Exercise brief: Determine how many lines in the entries below contain the word "condition". The reply is that number alone.

Given information:

┌──

use indexmap::IndexMap;
use tracing::debug;

use crate::ast::{BinOpKind, Binding, Location, NodeRef, ProgramNode};
use crate::types::Type;

use super::environment::{Environment, RecMember};
use super::host::Host;
use super::ops;
use super::value::{Closure, Value};
use super::{Context, EffectPolicy, RuntimeError, RuntimeErrorKind};

/// Evaluates a program tree directly by name, without checking or encoding.
///
/// Guards are not enforced here; only a negative loop count is rejected, as
/// the core evaluator rejects it.
pub fn evaluate_reference(
    tree: &ProgramNode<()>,
    policy: &EffectPolicy,
    host: &dyn Host,
) -> Result<Value, RuntimeError> {
    let mut cx = Context::new(policy, host);
    let value = tree.eval(&Environment::empty(), &mut cx)?;
    debug!(policy = policy.name(), "evaluated program tree");
    if value.is_data() {
        Ok(value)
    } else {
        Err(RuntimeError::new(
            RuntimeErrorKind::NotData,
            tree.location(),
            format!("the result ({}) contains a function", value.type_name()),
        ))
    }
}

impl ProgramNode<()> {
    fn eval(&self, env: &Environment, cx: &mut Context<'_>) -> Result<Value, RuntimeError> {
        let location = self.location();
        let error = |kind, message: String| RuntimeError::new(kind, location, message);
        match self {
            ProgramNode::Literal(lit) => Ok(Value::from_literal(&lit.value)),
            ProgramNode::Variable(var) => env.lookup(&var.name).ok_or_else(|| {
                error(
                    RuntimeErrorKind::UnboundVariable,
                    format!("`{}` is not bound", var.name),
                )
            }),
            ProgramNode::Lambda(lambda) => Ok(Value::Closure(Closure::new(
                lambda.params.iter().map(|p| p.name.clone()).collect(),
                lambda.body.clone(),
                env.clone(),
            ))),
            ProgramNode::Apply(apply) => {
                let mut func = apply.func.eval(env, cx)?;
                if apply.args.is_empty() {
                    return call(func, Value::Null, location, cx);
                }
                for arg in &apply.args {
                    let arg = arg.eval(env, cx)?;
                    func = call(func, arg, location, cx)?;
                }
                Ok(func)
            }
            ProgramNode::Let(let_node) => {
                let binding = &let_node.binding;
                if binding.value.mentions(&binding.name) {
                    let env = extend_group(env, &[binding])?;
                    return let_node.body.eval(&env, cx);
                }
                let value = bind_value(binding, env, cx)?;
                let_node.body.eval(&env.extend(&binding.name, value), cx)
            }
            ProgramNode::LetRec(group) => {
                let members: Vec<&Binding<()>> = group.bindings.iter().collect();
                let recursive = members
                    .iter()
                    .any(|b| members.iter().any(|m| b.value.mentions(&m.name)));
                let mut scope = env.clone();
                if recursive {
                    scope = extend_group(env, &members)?;
                } else {
                    for binding in members {
                        let value = bind_value(binding, &scope, cx)?;
                        scope = scope.extend(&binding.name, value);
                    }
                }
                group.body.eval(&scope, cx)
            }
            ProgramNode::Conditional(cond) => match cond.condition.eval(env, cx)? {
                Value::Bool(true) => cond.then_branch.eval(env, cx),
                Value::Bool(false) => cond.else_branch.eval(env, cx),
                other => Err(error(
                    RuntimeErrorKind::InvalidOperand,
                    format!("condition must be bool, found {}", other.type_name()),
                )),
            },
            ProgramNode::ObjectLiteral(obj) => {
                let mut fields = IndexMap::with_capacity(obj.fields.len());
                for (name, value) in &obj.fields {
                    fields.insert(name.clone(), value.eval(env, cx)?);
                }
                Ok(Value::Object(fields))
            }
            ProgramNode::ArrayLiteral(arr) => arr
                .elements
                .iter()
                .map(|e| e.eval(env, cx))
                .collect::<Result<Vec<_>, _>>()
                .map(Value::Array),
            ProgramNode::FieldAccess(access) => {
                let object = access.object.eval(env, cx)?;
                ops::field(object, &access.field)
                    .map_err(|message| error(RuntimeErrorKind::InvalidOperand, message))
            }
            ProgramNode::BinaryOp(op) => {
                let left = op.left.eval(env, cx)?;
                match (op.op, left) {
                    (BinOpKind::And, Value::Bool(false)) => Ok(Value::Bool(false)),
                    (BinOpKind::Or, Value::Bool(true)) => Ok(Value::Bool(true)),
                    (BinOpKind::And | BinOpKind::Or, Value::Bool(_)) => op.right.eval(env, cx),
                    (BinOpKind::And | BinOpKind::Or, other) => Err(error(
                        RuntimeErrorKind::InvalidOperand,
                        format!(
                            "`{}` needs bool operands, found {}",
                            op.op.symbol(),
                            other.type_name()
                        ),
                    )),
                    (kind, left) => {
                        let right = op.right.eval(env, cx)?;
                        ops::binary(kind, left, right)
                            .map_err(|message| error(RuntimeErrorKind::InvalidOperand, message))
                    }
                }
            }
            ProgramNode::UnaryOp(op) => {
                let operand = op.operand.eval(env, cx)?;
                ops::unary(op.op, operand)
                    .map_err(|message| error(RuntimeErrorKind::InvalidOperand, message))
            }
            ProgramNode::Loop(loop_node) => {
                let count = match loop_node.count.eval(env, cx)? {
                    Value::Int(count) => count,
                    other => {
                        return Err(error(
                            RuntimeErrorKind::InvalidOperand,
                            format!("loop count must be an int, found {}", other.type_name()),
                        ))
                    }
                };
                if count < 0 {
                    return Err(error(
                        RuntimeErrorKind::TerminationViolation,
                        format!("loop over `{}` has negative count {count}", loop_node.var),
                    ));
                }
                (0..count)
                    .map(|i| loop_node.body.eval(&env.extend(&loop_node.var, Value::Int(i)), cx))
                    .collect::<Result<Vec<_>, _>>()
                    .map(Value::Array)
            }
            ProgramNode::EffectRequest(request) => {
                let target = match request.target.eval(env, cx)? {
                    Value::Text(target) => target,
                    other => {
                        return Err(error(
                            RuntimeErrorKind::InvalidOperand,
                            format!(
                                "`{}` needs a text target, found {}",
                                request.effect,
                                other.type_name()
                            ),
                        ))
                    }
                };
                match cx.policy.perform(request.effect, &target, cx.host, location)? {
                    Some(result) => Ok(Value::Text(result)),
                    None => match &request.fallback {
                        Some(fallback) => fallback.eval(env, cx),
                        None => Ok(Value::Null),
                    },
                }
            }
            ProgramNode::Comment(comment) => comment.target.eval(env, cx),
        }
    }
}

/// Applies a function to one argument. Closures are curried: a closure with
/// parameters left over evaluates to a closure over the rest.
fn call(
    func: Value,
    arg: Value,
    location: &Location,
    cx: &mut Context<'_>,
) -> Result<Value, RuntimeError> {
    let closure = match func {
        Value::Closure(closure) => closure,
        other => {
            return Err(RuntimeError::new(
                RuntimeErrorKind::NotCallable,
                location,
                format!("{} is not callable", other.type_name()),
            ))
        }
    };
    let data = &closure.0;
    match data.params.split_first() {
        None => data.body.eval(&data.env, cx),
        Some((first, [])) => data.body.eval(&data.env.extend(first, arg), cx),
        Some((first, rest)) => Ok(Value::Closure(Closure::new(
            rest.to_vec(),
            data.body.clone(),
            data.env.extend(first, arg),
        ))),
    }
}

fn bind_value(
    binding: &Binding<()>,
    env: &Environment,
    cx: &mut Context<'_>,
) -> Result<Value, RuntimeError> {
    let value = binding.value.eval(env, cx)?;
    let Some(Type::Object(fields)) = &binding.annotation else {
        return Ok(value);
    };
    let defaults: IndexMap<String, Value> = fields
        .iter()
        .filter_map(|(name, field)| {
            field
                .default
                .as_ref()
                .map(|d| (name.clone(), Value::from_literal(d)))
        })
        .collect();
    if defaults.is_empty() {
        return Ok(value);
    }
    ops::binary(BinOpKind::Merge, Value::Object(defaults), value).map_err(|message| {
        RuntimeError::new(RuntimeErrorKind::InvalidOperand, &binding.location, message)
    })
}

fn extend_group(env: &Environment, members: &[&Binding<()>]) -> Result<Environment, RuntimeError> {
    let mut group = Vec::with_capacity(members.len());
    for member in members {
        let Some(lambda) = member.value.as_lambda() else {
            return Err(RuntimeError::new(
                RuntimeErrorKind::InvalidOperand,
                &member.location,
                format!("recursive binding `{}` is not a function", member.name),
            ));
        };
        group.push(RecMember {
            name: member.name.clone(),
            params: lambda.params.iter().map(|p| p.name.clone()).collect(),
            body: NodeRef::clone(&lambda.body),
        });
    }
    Ok(env.extend_group(group))
}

└──

Response: 2